Single by the Equals
- B-side: "Ain't Got Nothing to Give You"
- Released: December 1970
- Genre: Funk; funk rock;
- Length: 2:50
- Label: President PT 325
- Songwriter(s): Eddy Grant
- Producer(s): Eddy Grant

= Black Skin Blue Eyed Boys =

"Black Skin Blue Eyed Boys" is a song written by Guyanese-British musician Eddy Grant and recorded in London in 1970 by his band the Equals. Their recording, produced by Grant, reached number 9 on the UK Singles Chart in January 1971 and was the band's last chart hit.

The Equals were noted for being one of the first ethnically mixed bands in the UK. The song was described by journalist Chris Taylor as "a hymn to diversity" which "explicitly linked its racial theme with the anti-Vietnam war sentiment of the time". The song is also notable for heralding a shift in the band's sound, from the Caribbean-influenced pop-rock which had given them their initial success in the late 1960s to an embrace of funk music.

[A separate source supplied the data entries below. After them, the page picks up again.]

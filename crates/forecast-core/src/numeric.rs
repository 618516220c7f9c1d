//! 數值正規化
//!
//! 來源資料的數值欄位型態不一：可能是數字、含千分位逗號的字串、
//! null 或其他雜訊。此模組將它們一律收斂為 `Decimal`，
//! 無法解析的輸入視為 0，絕不回傳錯誤。

use rust_decimal::Decimal;
use serde::{Deserialize, Deserializer};
use serde_json::Value;
use std::str::FromStr;

use crate::calendar::WINDOW_MONTHS;

/// 將異質數值輸入轉為 `Decimal`
///
/// - 數字：直接轉換（科學記號亦可）
/// - 字串：移除千分位逗號後解析
/// - null、布林、陣列、物件等其他型態：一律視為 0
pub fn clean_number(value: &Value) -> Decimal {
    match value {
        Value::Number(n) => parse_decimal(&n.to_string()),
        Value::String(s) => {
            let stripped: String = s.chars().filter(|c| *c != ',').collect();
            parse_decimal(stripped.trim())
        }
        _ => Decimal::ZERO,
    }
}

fn parse_decimal(raw: &str) -> Decimal {
    if raw.is_empty() {
        return Decimal::ZERO;
    }
    Decimal::from_str(raw)
        .or_else(|_| Decimal::from_scientific(raw))
        .unwrap_or(Decimal::ZERO)
}

/// serde 欄位輔助：寬鬆解析單一數值欄位
pub fn lenient_decimal<'de, D>(deserializer: D) -> std::result::Result<Decimal, D::Error>
where
    D: Deserializer<'de>,
{
    let value = Value::deserialize(deserializer)?;
    Ok(clean_number(&value))
}

/// serde 欄位輔助：寬鬆解析預測序列
///
/// 非陣列輸入視為空序列；超過視窗月份數的項目截斷。
pub fn lenient_forecasts<'de, D>(deserializer: D) -> std::result::Result<Vec<Decimal>, D::Error>
where
    D: Deserializer<'de>,
{
    let value = Value::deserialize(deserializer)?;
    let Value::Array(items) = value else {
        return Ok(Vec::new());
    };
    Ok(items.iter().take(WINDOW_MONTHS).map(clean_number).collect())
}
//! 庫存耗竭模擬
//!
//! 核心演算法：對單一 SKU 在 5 個月視窗內逐日模擬庫存餘額，
//! 每日先計入在途到貨、再檢查是否足以覆蓋當日需求、最後扣除
//! 當日銷量（餘額不得為負）。月底餘額結轉至下一個月。

use chrono::Datelike;
use forecast_core::{ForecastError, PlanningWindow, Result};
use rust_decimal::Decimal;
use serde::{Deserialize, Serialize};

use crate::transit::TransitSchedule;

/// 單月覆蓋結果
#[derive(Debug, Clone, Copy, PartialEq, Eq, Serialize, Deserialize)]
pub struct MonthCoverage {
    /// 模擬範圍內庫存足以覆蓋當日需求的天數
    pub count: u32,

    /// 模擬範圍天數（當前月為今天到月底，其餘月份為整月）
    #[serde(rename = "daysInMonth")]
    pub days_in_month: u32,
}

impl MonthCoverage {
    /// 該月是否全數覆蓋
    pub fn is_fully_covered(&self) -> bool {
        self.count >= self.days_in_month
    }
}

/// 今日庫存可售天數
///
/// `Decimal` 無法表示無窮大，故以顯式枚舉表達
/// 「無預測需求 ⇒ 庫存可撐無限期」。
/// 序列化為 JSON 數值或 null（有限天數以 float 輸出，
/// 而非 Decimal 預設的字串形式）。
#[derive(Debug, Clone, Copy, PartialEq, Serialize, Deserialize)]
#[serde(untagged)]
pub enum DaysOfStock {
    /// 有限天數
    Finite(#[serde(with = "rust_decimal::serde::float")] Decimal),
    /// 無預測需求，視為無限期
    Unbounded,
}

impl DaysOfStock {
    /// 是否為無限期
    pub fn is_unbounded(&self) -> bool {
        matches!(self, DaysOfStock::Unbounded)
    }

    /// 取得有限天數（無限期回傳 None）
    pub fn finite(&self) -> Option<Decimal> {
        match self {
            DaysOfStock::Finite(days) => Some(*days),
            DaysOfStock::Unbounded => None,
        }
    }
}

/// 庫存耗竭模擬器
pub struct DepletionSimulator;

impl DepletionSimulator {
    /// 今日庫存可售天數（點估計，獨立於逐日模擬）
    ///
    /// 當前月日均需求 = 當月預測 / 當月整月天數；
    /// 日均需求為正時回傳 庫存 / 日均需求，否則為無限期。
    pub fn days_of_stock_today(
        stock: Decimal,
        forecast_m0: Decimal,
        days_in_current_month: u32,
    ) -> DaysOfStock {
        if forecast_m0 > Decimal::ZERO && days_in_current_month > 0 {
            let daily_sale = forecast_m0 / Decimal::from(days_in_current_month);
            if daily_sale > Decimal::ZERO {
                return DaysOfStock::Finite(stock / daily_sale);
            }
        }
        DaysOfStock::Unbounded
    }

    /// 逐日模擬 5 個月的庫存覆蓋
    ///
    /// 當前月從今天的日次模擬到月底（部分月份），其餘月份模擬整月；
    /// 日均需求的分母固定採整月天數，與模擬起日無關。
    /// 無預測需求的月份整段視為覆蓋，不執行逐日迴圈，
    /// 該月內的到貨因此不會入帳。
    pub fn simulate(
        initial_stock: Decimal,
        window: &PlanningWindow,
        forecasts: &[Decimal],
        transits: &TransitSchedule,
    ) -> Result<Vec<MonthCoverage>> {
        let mut coverages = Vec::with_capacity(window.periods.len());
        // 月末餘額跨月結轉
        let mut balance = initial_stock;

        for (i, period) in window.periods.iter().enumerate() {
            let monthly_forecast = forecasts.get(i).copied().unwrap_or(Decimal::ZERO);
            let daily_sale = if monthly_forecast > Decimal::ZERO {
                monthly_forecast / Decimal::from(period.days_in_month)
            } else {
                Decimal::ZERO
            };

            let start_day = if i == 0 { window.today.day() } else { 1 };
            let range_days = period.days_in_month - start_day + 1;

            let mut count: u32 = 0;
            if daily_sale > Decimal::ZERO {
                for day in start_day..=period.days_in_month {
                    let date = period.date_of(day).ok_or_else(|| {
                        ForecastError::InvalidDate(format!(
                            "{}-{:02}-{:02}",
                            period.year,
                            period.month_index + 1,
                            day
                        ))
                    })?;

                    // 到貨先入帳，再檢查當日覆蓋
                    if let Some(quantity) = transits.arrival_on(date) {
                        balance += quantity;
                    }
                    if balance >= daily_sale {
                        count += 1;
                    }
                    balance -= daily_sale;
                    if balance < Decimal::ZERO {
                        balance = Decimal::ZERO;
                    }
                }
            } else {
                count = range_days;
            }

            coverages.push(MonthCoverage {
                count,
                days_in_month: range_days,
            });
        }

        Ok(coverages)
    }
}

#[cfg(test)]
mod tests {
    use super::*;
    use chrono::NaiveDate;
    use forecast_core::PurchaseOrder;

    fn window_at(y: i32, m: u32, d: u32) -> PlanningWindow {
        PlanningWindow::starting_at(NaiveDate::from_ymd_opt(y, m, d).unwrap()).unwrap()
    }

    fn dec(n: u32) -> Decimal {
        Decimal::from(n)
    }

    #[test]
    fn test_days_of_stock_point_estimate() {
        // 庫存 100、當月預測 310、31 天 ⇒ 日銷 10 ⇒ 可售 10 天
        let days = DepletionSimulator::days_of_stock_today(dec(100), dec(310), 31);
        assert_eq!(days, DaysOfStock::Finite(dec(10)));
    }

    #[test]
    fn test_days_of_stock_no_demand_is_unbounded() {
        let days = DepletionSimulator::days_of_stock_today(dec(50), Decimal::ZERO, 31);
        assert!(days.is_unbounded());
        assert_eq!(days.finite(), None);
    }

    #[test]
    fn test_simulate_basic_depletion() {
        // 2026-01-01 起算：庫存 100、預測 [310,0,0,0,0]、日銷 10
        let window = window_at(2026, 1, 1);
        let forecasts = vec![dec(310)];
        let transits = TransitSchedule::default();

        let coverages =
            DepletionSimulator::simulate(dec(100), &window, &forecasts, &transits).unwrap();

        assert_eq!(coverages.len(), 5);
        assert_eq!(
            coverages[0],
            MonthCoverage {
                count: 10,
                days_in_month: 31
            }
        );
        // 其餘月份無需求：整月覆蓋
        assert_eq!(coverages[1].count, coverages[1].days_in_month);
        assert!(coverages[1].is_fully_covered());
    }

    #[test]
    fn test_simulate_transit_credit_extends_coverage() {
        // 同上場景，但 1/5 到貨 500：此後餘額不再耗盡，整月覆蓋
        let window = window_at(2026, 1, 1);
        let forecasts = vec![dec(310)];
        let orders = vec![PurchaseOrder::new(
            dec(500),
            Some("2026-01-05".to_string()),
        )];
        let transits = TransitSchedule::build(&orders, window.today);

        let coverages =
            DepletionSimulator::simulate(dec(100), &window, &forecasts, &transits).unwrap();

        assert_eq!(
            coverages[0],
            MonthCoverage {
                count: 31,
                days_in_month: 31
            }
        );
    }

    #[test]
    fn test_simulate_zero_stock_positive_demand() {
        let window = window_at(2026, 1, 1);
        let forecasts = vec![dec(310)];
        let transits = TransitSchedule::default();

        let coverages =
            DepletionSimulator::simulate(Decimal::ZERO, &window, &forecasts, &transits).unwrap();

        assert_eq!(coverages[0].count, 0);
        assert_eq!(coverages[0].days_in_month, 31);
    }

    #[test]
    fn test_simulate_mid_month_partial_range() {
        // 1/20 起算：當前月只模擬 12 天，但日銷分母仍為 31
        let window = window_at(2026, 1, 20);
        let forecasts = vec![dec(310)];
        let transits = TransitSchedule::default();

        let coverages =
            DepletionSimulator::simulate(dec(100), &window, &forecasts, &transits).unwrap();

        assert_eq!(coverages[0].days_in_month, 12);
        assert_eq!(coverages[0].count, 10);
    }

    #[test]
    fn test_simulate_balance_carries_across_months() {
        // 庫存 400、一二月各 310：一月整月覆蓋後剩 90，
        // 二月日銷 310/28，只夠覆蓋前 8 天
        let window = window_at(2026, 1, 1);
        let forecasts = vec![dec(310), dec(310)];
        let transits = TransitSchedule::default();

        let coverages =
            DepletionSimulator::simulate(dec(400), &window, &forecasts, &transits).unwrap();

        assert_eq!(coverages[0].count, 31);
        assert_eq!(coverages[1].days_in_month, 28);
        assert_eq!(coverages[1].count, 8);
    }

    #[test]
    fn test_simulate_empty_forecasts_fully_covered() {
        let window = window_at(2026, 1, 1);
        let transits = TransitSchedule::default();

        let coverages =
            DepletionSimulator::simulate(dec(50), &window, &[], &transits).unwrap();

        for coverage in &coverages {
            assert!(coverage.is_fully_covered());
        }
    }

    #[test]
    fn test_simulate_zero_demand_month_skips_arrivals() {
        // 無需求月份不執行逐日迴圈，該月內到貨不入帳
        let window = window_at(2026, 1, 1);
        let forecasts = vec![Decimal::ZERO, dec(28)];
        let orders = vec![PurchaseOrder::new(
            dec(100),
            Some("2026-01-10".to_string()),
        )];
        let transits = TransitSchedule::build(&orders, window.today);

        let coverages =
            DepletionSimulator::simulate(Decimal::ZERO, &window, &forecasts, &transits).unwrap();

        // 一月無需求：全覆蓋
        assert!(coverages[0].is_fully_covered());
        // 二月日銷 1，但一月的到貨未入帳 ⇒ 覆蓋 0 天
        assert_eq!(coverages[1].count, 0);
    }

    #[test]
    fn test_coverage_sum_never_exceeds_range_sum() {
        let window = window_at(2026, 3, 15);
        let forecasts = vec![dec(100), dec(200), dec(300), dec(400), dec(500)];
        let transits = TransitSchedule::default();

        let coverages =
            DepletionSimulator::simulate(dec(1000), &window, &forecasts, &transits).unwrap();

        let covered: u32 = coverages.iter().map(|c| c.count).sum();
        let total: u32 = coverages.iter().map(|c| c.days_in_month).sum();
        assert!(covered <= total);
    }

    #[test]
    fn test_days_of_stock_serializes_untagged() {
        let unbounded = serde_json::to_value(DaysOfStock::Unbounded).unwrap();
        assert!(unbounded.is_null());

        // 有限天數輸出為 JSON 數值
        let finite = serde_json::to_value(DaysOfStock::Finite(dec(10))).unwrap();
        assert!(finite.is_number());
        assert_eq!(finite, serde_json::json!(10.0));
    }
}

Lloyd Bradley has described the song as "the first recognisably black British statement - a song that saw itself as being (British) in both words and music, and announced that London's indigenous black soul music was entirely self-sufficient".

In 2019, "Black Skin Blue Eyed Boys" was covered by the Specials as the opening track on their album Encore. Lynval Golding of the Specials said: "I've always thought of The Equals as our spiritual ancestors: they were a massive inspiration to all of us, genuine heroes.... Doing their song on the album is a tribute, our way of thanking them for everything they've done and how much they meant to us...".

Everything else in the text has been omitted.